No Limite às 16:55

No Limite: Gleici revela para quem vai sua torcida e os maiores desafios

Gleici Damasceno posa para foto

Gleici Damasceno posa para foto (Globo/Fabio Rocha)

Na noite da última terça-feira, 15 de junho, Gleici foi a eliminada do “No Limite”, da Globo, e complicou ainda mais a vida da tribo Calango, que agora está com dois participantes a menos para continuar na disputa.

Na ‘Prova da Imunidade’, Gleici foi a escolhida para guiar os outros integrantes do grupo que, vendados, precisaram encarar os obstáculos de um circuito e encher baldes com areia. No entanto, a estratégia não deu certo e eles sofreram a primeira derrota, perdendo recados da família e mantimentos para a tribo.

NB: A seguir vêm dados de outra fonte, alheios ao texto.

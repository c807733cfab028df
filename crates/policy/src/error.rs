use thiserror::Error;

#[derive(Debug, Error)]
pub enum SandboxError {
    #[error("Path traversal detected: {0}")]
    ParentTraversal(String),
    #[error("Path escapes workspace: {0}")]
    OutsideWorkspace(String),
    #[error("Invalid workspace root: {0}")]
    InvalidRoot(String),
    #[error("IO error: {0}")]
    Io(#[from] std::io::Error),
}
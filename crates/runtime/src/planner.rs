//! Turns the user's request into an ordered task plan.
//!
//! The model is asked for a structured plan first. If its output is missing
//! or unusable the plan degrades to one keyword-inferred task.

use crate::config::PlannerConfig;
use capflow_core::{CapabilityInput, CapabilityKind, EngineError, Run, RunContext, Task};
use serde_json::Value;
use tracing::{info, warn};

const PLANNER_PROMPT: &str = "You plan work for an assistant that has exactly three capabilities:\n\
- retrieval: answer from the user's knowledge base (input: query, document_ids, source_type)\n\
- command_execution: run shell commands inside the selected workspace folder (input: objective, preferred_cwd)\n\
- document_editing: edit a document inside the workspace (input: objective, source_path, output_path)\n\
Split the request into the fewest tasks that accomplish it, in execution order.\n\
Respond with a JSON object only: {\"tasks\": [{\"title\": string, \"kind\": string, \"objective\": string, \"input\": object?}]}";

const TITLE_CHARS: usize = 60;

pub struct Planner {
    config: PlannerConfig,
}

impl Planner {
    pub fn new(config: PlannerConfig) -> Self {
        Self { config }
    }

    /// Build the plan for `run`. Only cancellation is returned as an error.
    pub async fn plan(&self, ctx: &RunContext, run: &Run) -> Result<Vec<Task>, EngineError> {
        ctx.ensure_active()?;
        let mut user = format!("Request: {}", run.input);
        if !run.selected_document_ids.is_empty() {
            user.push_str(&format!(
                "\nSelected documents: {}",
                run.selected_document_ids.join(", ")
            ));
        }
        user.push_str(&format!(
            "\nWorkspace folder bound: {}",
            if run.workspace.is_some() { "yes" } else { "no" }
        ));

        let tasks = match ctx
            .complete_structured(PLANNER_PROMPT, &user, Some(self.config.temperature))
            .await
        {
            Ok(value) => parse_plan(&value, self.config.max_tasks),
            Err(e) if e.is_cancelled() || ctx.is_cancelled() => return Err(EngineError::Cancelled),
            Err(e) => {
                warn!(error = %e, "Planner call failed");
                Vec::new()
            }
        };

        if tasks.is_empty() {
            let task = heuristic_task(&run.input);
            warn!(kind = %task.kind, "Planner output unusable, falling back to a single task");
            return Ok(vec![task]);
        }
        info!(tasks = tasks.len(), "Plan created");
        Ok(tasks)
    }
}

/// Parse `{"tasks": [...]}`. Entries without a kind or objective are dropped;
/// unknown kinds are kept so dispatch can reject them.
pub fn parse_plan(value: &Value, max_tasks: usize) -> Vec<Task> {
    let Some(entries) = value.get("tasks").and_then(Value::as_array) else {
        return Vec::new();
    };

    entries
        .iter()
        .filter_map(parse_task)
        .take(max_tasks)
        .collect()
}

fn parse_task(entry: &Value) -> Option<Task> {
    let kind = non_empty(entry.get("kind"))?;
    let objective = non_empty(entry.get("objective")).or_else(|| non_empty(entry.get("title")))?;
    let title = non_empty(entry.get("title")).unwrap_or_else(|| short_title(&objective));

    let mut task = Task::new(title, kind.clone(), objective);
    if let Some(Value::Object(map)) = entry.get("input") {
        let mut map = map.clone();
        map.entry("kind").or_insert_with(|| Value::String(kind.clone()));
        match serde_json::from_value::<CapabilityInput>(Value::Object(map)) {
            Ok(input) => task = task.with_input(input),
            Err(e) => warn!(kind = %kind, error = %e, "Dropping malformed task input"),
        }
    }
    Some(task)
}

fn non_empty(value: Option<&Value>) -> Option<String> {
    value
        .and_then(Value::as_str)
        .map(str::trim)
        .filter(|s| !s.is_empty())
        .map(str::to_string)
}

fn short_title(text: &str) -> String {
    let text = text.trim();
    if text.chars().count() <= TITLE_CHARS {
        return text.to_string();
    }
    let mut title: String = text.chars().take(TITLE_CHARS).collect();
    title.push('…');
    title
}

/// Best-effort keyword guess. Only used when structured planning fails.
pub fn infer_capability(input: &str) -> CapabilityKind {
    let lower = input.to_lowercase();
    let words: Vec<&str> = lower
        .split(|c: char| !(c.is_alphanumeric() || c == '.' || c == '_' || c == '-'))
        .filter(|w| !w.is_empty())
        .collect();

    let document_tokens = ["docx", "document", "documents", "paragraph", "memo", "letter"];
    if words
        .iter()
        .any(|w| document_tokens.contains(w) || w.ends_with(".docx"))
    {
        return CapabilityKind::DocumentEditing;
    }

    let command_tokens = [
        "run", "execute", "command", "shell", "terminal", "script", "ls", "mkdir", "touch",
        "install", "build", "compile", "test", "git", "npm", "cargo", "python", "create",
        "delete", "remove", "move", "copy", "rename", "folder", "directory",
    ];
    if words.iter().any(|w| command_tokens.contains(w)) {
        return CapabilityKind::CommandExecution;
    }

    CapabilityKind::Retrieval
}

pub fn heuristic_task(input: &str) -> Task {
    let kind = infer_capability(input);
    Task::new(short_title(input), kind.as_str(), input.trim())
}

Mostrando que a sorte não estava com eles, a tribo Calango também foi derrotada na ‘Prova da Imunidade’, que exigiu muita força e pontaria.

Jéssica e Kaysar tinham segurar os cestos enquanto André, Carol Peixinho e Gleici precisavam arremessar os cocos nos cestos da tribo Carcará. Porém, Gleici não acertou nenhum coco.

No portal, ela não escapou da eliminação. “Queria muito ter ido mais longe. Eu fui bem em todas as provas, mas nessas duas, fui mal. Fiquei com aquele sentimento de querer dar a vida nas próximas”, disse ao site oficial do No Limite.

Avaliando os momentos mais complicados, Gleici não achou que a fome era um problema, mas teve algo que tirava sua paz. “Os mosquitos eram a pior coisa, a minha vida seria 90% melhor sem eles ali. E aquela noite de frio. Não foi normal, os meus ossos doíam tanto. Foi um momento para apagar da história. Eu e Kaysar nos abraçamos para tentar nos aquecer”, lembrou.

Fora do jogo, Gleici foi elogiada por André Marques e contou que já sabe para quem vai sua torcida aqui fora.

“Para o Kaysar e para a Elana. A Elana é muito minha amiga, é quase uma irmã. Não teria como torcer para outra pessoa. Mas, se ela for eliminada, minha torcida vai para o Kaysar”, finalizou.

Veja a entrevista de Gleici após a eliminação!

Por que você topou participar do ‘No Limite’?

“Eu sou muito competitiva e sempre gostei de jogar. Sempre gostei de atividades em grupo e gincanas. Quando me convidaram, me senti desafiada. Foi uma questão pessoal, de superação. Queria muito ter ido mais longe. Eu fui bem em todas as provas, mas nessas duas, fui mal. Fiquei com aquele sentimento de querer dar a vida nas próximas. Não cheguei ao meu limite”.

Como você avalia a sua participação? Quais foram seus pontos fortes e fracos?

“Eu dei o meu máximo em tudo. Até mesmo na última prova, que eu estava muito cansada correndo com aqueles cocos para lá e para cá, eu fui até onde eu podia. Eu era muito focada e concentrada, era meu ponto forte. Por outro lado, meu ponto fraco era falar demais. Eu gostava muito de discutir prova”.

Qual foi o momento que mais te fez vibrar? E o maior perrengue, era a comida?

“O que mais me fez vibrar foi a prova do cadeado, com certeza. Eu senti uma emoção muito louca. Foi uma prova que ninguém esperava mais que a gente conseguisse ganhar. Quando aquele balão estourou em mim, eu não acreditei que seria minha essa responsabilidade. E a gente virou o jogo! Todo mundo vibrou. Sobre os perrengues, a fome não era um problema para mim, eu como pouco. Os mosquitos eram a pior coisa, a minha vida seria 90% melhor sem eles ali. E aquela noite de frio. Não foi normal, os meus ossos doíam tanto. Foi um momento para apagar da história. Eu e Kaysar nos abraçamos para tentar nos aquecer”.

Com a sua saída, a tribo Carcará aumenta a vantagem, com dois jogadores a mais que a Calango. Qual recado você deixa para a sua tribo?

“O grupo precisa ser mais estrategista, conversar mais. Às vezes, eu ficava com muito medo de dar uma ideia, as pessoas interpretarem mal e acabar levando voto no portal. Acho que isso não precisava acontecer, a gente tinha que se alinhar mais enquanto equipe, dialogar mais. Na hora das provas a gente tinha muitas ideias, mas nunca chegávamos num ponto final. Falta achar a estratégia correta”.

“No Limite” vai ao ar às terças, após ‘Império’, na Globo.